> _Exercise instructions_
Please copy each line below that contains the string "status".
─── Material for this exercise ───
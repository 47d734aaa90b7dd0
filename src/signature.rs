//! Permission signature parsing and derivation.
//!
//! A signature is the normalized string form of a permission as it appears
//! in `settings.local.json` allow lists: a tool family optionally narrowed
//! by a parenthesized scope, e.g. `Bash(git:*)`, `Skill(commit)`, `Read`.

use std::sync::LazyLock;

use regex::Regex;
use serde::{Deserialize, Serialize};
use serde_json::Value;

/// Matches signatures like `Bash(curl:*)` or `Write`.
static SIGNATURE_PATTERN: LazyLock<Regex> =
    LazyLock::new(|| Regex::new(r"^(\w+)(?:\(([^)]+)\))?$").expect("valid signature regex"));

/// Commands whose second word narrows the permission: `git status`,
/// `cargo build`, `npm run`, etc.
const COMPOUND_COMMANDS: [&str; 7] = ["go", "npm", "bun", "yarn", "cargo", "git", "docker"];

/// A parsed permission signature.
///
/// `raw` is the canonical storage form; `family` and `scope` are the
/// structural parts. Parsing `raw` always reproduces the same parts, so
/// signatures round-trip through their string form.
#[derive(Clone, Debug, PartialEq, Eq, Hash, Serialize, Deserialize)]
pub struct PermissionSignature {
    pub family: String,
    #[serde(default)]
    pub scope: String,
    pub raw: String,
}

impl PermissionSignature {
    /// Parse a signature string.
    ///
    /// Input that does not match the structural pattern is not an error:
    /// the whole string becomes an opaque family with an empty scope, so
    /// arbitrary future tool names degrade gracefully.
    pub fn parse(raw: &str) -> Self {
        let raw = raw.trim();

        match SIGNATURE_PATTERN.captures(raw) {
            Some(caps) => Self {
                family: caps[1].to_string(),
                scope: caps.get(2).map(|m| m.as_str().to_string()).unwrap_or_default(),
                raw: raw.to_string(),
            },
            None => Self {
                family: raw.to_string(),
                scope: String::new(),
                raw: raw.to_string(),
            },
        }
    }

    /// Parse a list of signature strings.
    pub fn parse_all<S: AsRef<str>>(raws: &[S]) -> Vec<Self> {
        raws.iter().map(|r| Self::parse(r.as_ref())).collect()
    }

    /// Rebuild the canonical string form from the structural parts.
    pub fn to_raw(&self) -> String {
        if self.scope.is_empty() {
            self.family.clone()
        } else {
            format!("{}({})", self.family, self.scope)
        }
    }
}

impl std::fmt::Display for PermissionSignature {
    fn fmt(&self, f: &mut std::fmt::Formatter<'_>) -> std::fmt::Result {
        f.write_str(&self.raw)
    }
}

/// Derive the canonical signature string for a concrete tool invocation.
///
/// - `Bash` + `{"command": "curl https://..."}` -> `Bash(curl:*)`
/// - `Skill` + `{"skill": "commit"}` -> `Skill(commit)`
/// - anything else (or an empty payload) -> the bare tool name
pub fn derive_signature(tool_name: &str, input: &Value) -> String {
    match tool_name {
        "Bash" => {
            if let Some(command) = input.get("command").and_then(|v| v.as_str())
                && let Some(cmd) = extract_bash_command(command)
            {
                return format!("Bash({cmd}:*)");
            }
        }
        "Skill" => {
            if let Some(skill) = input.get("skill").and_then(|v| v.as_str())
                && !skill.is_empty()
            {
                return format!("Skill({skill})");
            }
        }
        // Read, Write, Edit, Glob, Grep, etc. carry no scope in settings format
        _ => {}
    }

    tool_name.to_string()
}

/// Extract the command name from shell command text.
///
/// `"curl https://api.example.com"` -> `curl`; `"git -C /path status"` ->
/// `git` (flags never join a compound); `"go build ./..."` -> `go build`.
fn extract_bash_command(command: &str) -> Option<String> {
    let mut words = command.split_whitespace();
    let first = words.next()?;

    if COMPOUND_COMMANDS.contains(&first)
        && let Some(second) = words.next()
        && !second.starts_with('-')
    {
        return Some(format!("{first} {second}"));
    }

    Some(first.to_string())
}

/// Check whether an observed signature is covered by an approval pattern.
///
/// Exact string match wins; otherwise the families must be equal and a
/// pattern scope of `*` (or none) covers any observed scope, while any
/// other pattern scope must match exactly.
pub fn matches_approval_pattern(signature: &str, pattern: &str) -> bool {
    if signature == pattern {
        return true;
    }

    let sig = PermissionSignature::parse(signature);
    let pat = PermissionSignature::parse(pattern);

    if sig.family != pat.family {
        return false;
    }

    pat.scope == "*" || pat.scope.is_empty() || sig.scope == pat.scope
}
───
> _Reply_
/// Commands whose second word narrows the permission: `git status`,
/// `"curl https://api.example.com"` -> `curl`; `"git -C /path status"` ->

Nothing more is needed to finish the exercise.